Protein tyrosine kinases (PTK) initiate intracellular pathways that influence many aspects of cellular communication through its ability to phosphorylate tyrosines and recruit multi-protein complexes. The formation of such complexes is primarily mediated by Src homology 2 (SH2) domains, which selectively recognize phosphotyrosine (pTyr)-containing motifs, thereby coupling PTKs to specific downstream targets. However, the role of SH2 domains in phosphotyrosine signaling has yet to be further explored at the systems-level.;Here we present a comprehensive bioinformatics, structural and functional perspective of the 110 human and mouse complement of SH2 domain proteins. Additionally, we discuss the origin and evolution of the 38 SH2 domain families in 13 organisms ranging from a unicellular choanoflagellate up through to mammals.

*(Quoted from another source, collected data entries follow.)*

//! Get Order Handler

use std::sync::Arc;

use salvo::{oapi::extract::PathParam, prelude::*};
use uuid::Uuid;

use crate::{
    extensions::*,
    orders::{errors::into_status_error, responses::OrderResponse},
    state::State,
};

/// Get Order Handler
///
/// Returns a committed order with its lines, for receipt re-display.
#[endpoint(
    tags("orders"),
    summary = "Get Order",
    responses(
        (status_code = StatusCode::OK, description = "Order found"),
        (status_code = StatusCode::NOT_FOUND, description = "Order not found"),
    ),
)]
pub(crate) async fn handler(
    order: PathParam<Uuid>,
    depot: &mut Depot,
) -> Result<Json<OrderResponse>, StatusError> {
    let state = depot.obtain_or_500::<Arc<State>>()?;

    let order = state
        .app
        .orders
        .get_order(order.into_inner())
        .await
        .map_err(into_status_error)?;

    Ok(Json(order.into()))
}

#[cfg(test)]
mod tests {
    use salvo::test::{ResponseExt, TestClient};
    use testresult::TestResult;

    use tillpoint_app::domain::orders::{MockOrdersService, OrdersServiceError};

    use crate::test_helpers::{make_order, orders_service};

    use super::*;

    fn make_service(repo: MockOrdersService) -> Service {
        orders_service(repo, Router::with_path("orders/{order}").get(handler))
    }

    #[tokio::test]
    async fn test_get_returns_receipt() -> TestResult {
        let uuid = Uuid::now_v7();
        let order = make_order(uuid);

        let mut repo = MockOrdersService::new();

        repo.expect_get_order()
            .once()
            .withf(move |u| *u == uuid)
            .return_once(move |_| Ok(order));

        let response: OrderResponse = TestClient::get(format!("http://example.com/orders/{uuid}"))
            .send(&make_service(repo))
            .await
            .take_json()
            .await?;

        assert_eq!(response.uuid, uuid);
        assert_eq!(response.order_number, "SO20260101000000abcdef");
        assert_eq!(response.total, 2588);

        Ok(())
    }

    #[tokio::test]
    async fn test_get_unknown_order_returns_404() -> TestResult {
        let uuid = Uuid::now_v7();

        let mut repo = MockOrdersService::new();

        repo.expect_get_order()
            .once()
            .return_once(|_| Err(OrdersServiceError::NotFound));

        let res = TestClient::get(format!("http://example.com/orders/{uuid}"))
            .send(&make_service(repo))
            .await;

        assert_eq!(res.status_code, Some(StatusCode::NOT_FOUND));

        Ok(())
    }
}
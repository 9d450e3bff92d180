//! Depot helper extensions.

use std::any::Any;

use salvo::prelude::{Depot, StatusError};

/// Helpers for mapping depot extraction failures to HTTP errors.
///
/// Every handler pulls the shared [`crate::state::State`] out of the depot;
/// a miss means the injection middleware is missing, which is a server
/// wiring fault rather than a client error.
pub(crate) trait DepotExt {
    fn obtain_or_500<T: Any + Send + Sync>(&self) -> Result<&T, StatusError>;
}

impl DepotExt for Depot {
    fn obtain_or_500<T: Any + Send + Sync>(&self) -> Result<&T, StatusError> {
        self.obtain::<T>()
            .map_err(|_ignored| StatusError::internal_server_error())
    }
}
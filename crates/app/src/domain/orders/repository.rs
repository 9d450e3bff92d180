//! Orders Repository

use jiff_sqlx::Timestamp as SqlxTimestamp;
use sqlx::{FromRow, Postgres, Row, Transaction, postgres::PgRow, query, query_as};
use uuid::Uuid;

use crate::{
    amounts::{try_get_amount, try_get_quantity},
    domain::orders::models::{Order, OrderItem},
    domain::products::repository::try_bind_amount,
};

const GET_ORDER_SQL: &str = include_str!("sql/get_order.sql");
const GET_ORDER_ITEMS_SQL: &str = include_str!("sql/get_order_items.sql");
const INSERT_ORDER_SQL: &str = include_str!("sql/insert_order.sql");
const INSERT_ORDER_ITEM_SQL: &str = include_str!("sql/insert_order_item.sql");

/// Column values for a new order row; items are inserted separately.
pub(crate) struct OrderRow<'a> {
    pub uuid: Uuid,
    pub order_number: &'a str,
    pub customer_uuid: Uuid,
    pub customer_name: &'a str,
    pub customer_phone: &'a str,
    pub customer_address: &'a str,
    pub payment_method: &'a str,
    pub subtotal: u64,
    pub discount_amount: u64,
    pub tax_amount: u64,
    pub total: u64,
}

#[derive(Debug, Clone, Default)]
pub(crate) struct PgOrdersRepository;

impl PgOrdersRepository {
    #[must_use]
    pub(crate) fn new() -> Self {
        Self
    }

    pub(crate) async fn get_order(
        &self,
        tx: &mut Transaction<'_, Postgres>,
        order: Uuid,
    ) -> Result<Order, sqlx::Error> {
        query_as::<Postgres, Order>(GET_ORDER_SQL)
            .bind(order)
            .fetch_one(&mut **tx)
            .await
    }

    pub(crate) async fn get_order_items(
        &self,
        tx: &mut Transaction<'_, Postgres>,
        order: Uuid,
    ) -> Result<Vec<OrderItem>, sqlx::Error> {
        query_as::<Postgres, OrderItem>(GET_ORDER_ITEMS_SQL)
            .bind(order)
            .fetch_all(&mut **tx)
            .await
    }

    pub(crate) async fn insert_order(
        &self,
        tx: &mut Transaction<'_, Postgres>,
        row: OrderRow<'_>,
    ) -> Result<Order, sqlx::Error> {
        query_as::<Postgres, Order>(INSERT_ORDER_SQL)
            .bind(row.uuid)
            .bind(row.order_number)
            .bind(row.customer_uuid)
            .bind(row.customer_name)
            .bind(row.customer_phone)
            .bind(row.customer_address)
            .bind(row.payment_method)
            .bind(try_bind_amount(row.subtotal)?)
            .bind(try_bind_amount(row.discount_amount)?)
            .bind(try_bind_amount(row.tax_amount)?)
            .bind(try_bind_amount(row.total)?)
            .fetch_one(&mut **tx)
            .await
    }

    pub(crate) async fn insert_order_item(
        &self,
        tx: &mut Transaction<'_, Postgres>,
        order: Uuid,
        item: &OrderItem,
    ) -> Result<(), sqlx::Error> {
        query(INSERT_ORDER_ITEM_SQL)
            .bind(order)
            .bind(item.product_uuid)
            .bind(&item.product_name)
            .bind(&item.product_sku)
            .bind(i64::from(item.quantity))
            .bind(try_bind_amount(item.unit_price)?)
            .execute(&mut **tx)
            .await?;

        Ok(())
    }
}

impl<'r> FromRow<'r, PgRow> for Order {
    fn from_row(row: &'r PgRow) -> sqlx::Result<Self> {
        Ok(Self {
            uuid: row.try_get("uuid")?,
            order_number: row.try_get("order_number")?,
            customer_name: row.try_get("customer_name")?,
            customer_phone: row.try_get("customer_phone")?,
            customer_address: row.try_get("customer_address")?,
            payment_method: row.try_get("payment_method")?,
            subtotal: try_get_amount(row, "subtotal")?,
            discount_amount: try_get_amount(row, "discount_amount")?,
            tax_amount: try_get_amount(row, "tax_amount")?,
            total: try_get_amount(row, "total")?,
            items: Vec::new(),
            created_at: row.try_get::<SqlxTimestamp, _>("created_at")?.to_jiff(),
        })
    }
}

impl<'r> FromRow<'r, PgRow> for OrderItem {
    fn from_row(row: &'r PgRow) -> sqlx::Result<Self> {
        Ok(Self {
            product_uuid: row.try_get("product_uuid")?,
            product_name: row.try_get("product_name")?,
            product_sku: row.try_get("product_sku")?,
            quantity: try_get_quantity(row, "quantity")?,
            unit_price: try_get_amount(row, "unit_price")?,
        })
    }
}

We reveal that SH2 domains have co-evolved and expanded alongside protein tyrosine kinases to facilitate the development of the phosphotyrosine signaling network. Our analysis highlights evolutionary events such as gene duplication and domain shuffling by which phosphotyrosine-based cell communication has integrated into diverse signal transduction networks.;This study provides evidence of the complexity of SH2-mediated interactions in numerous metazoan species.;SH2 domains also exhibit a remarkable degree of selectivity in the manner in which they discriminate binding partners. Here we explore the physiological selectivity of 50 SH2 domains from an extensive set of physiological ligands from the insulin, 1GF-1 and FGF signaling proteins on high-density peptide arrays. We establish, through peptide arrays and structural analysis, that ligand recognition by SH2 domains is context-dependent and incorporates both permissive and non-permissive factors. These factors illustrate co-evolution between SH2 domains and residues within physiological ligands that direct selectivity for the recruitment of specific SH2 domains. This provides valuable insight into the physiological ligand selectivity of SH2 domains that underpins complex signaling networks that are assembled from modular protein interaction domains.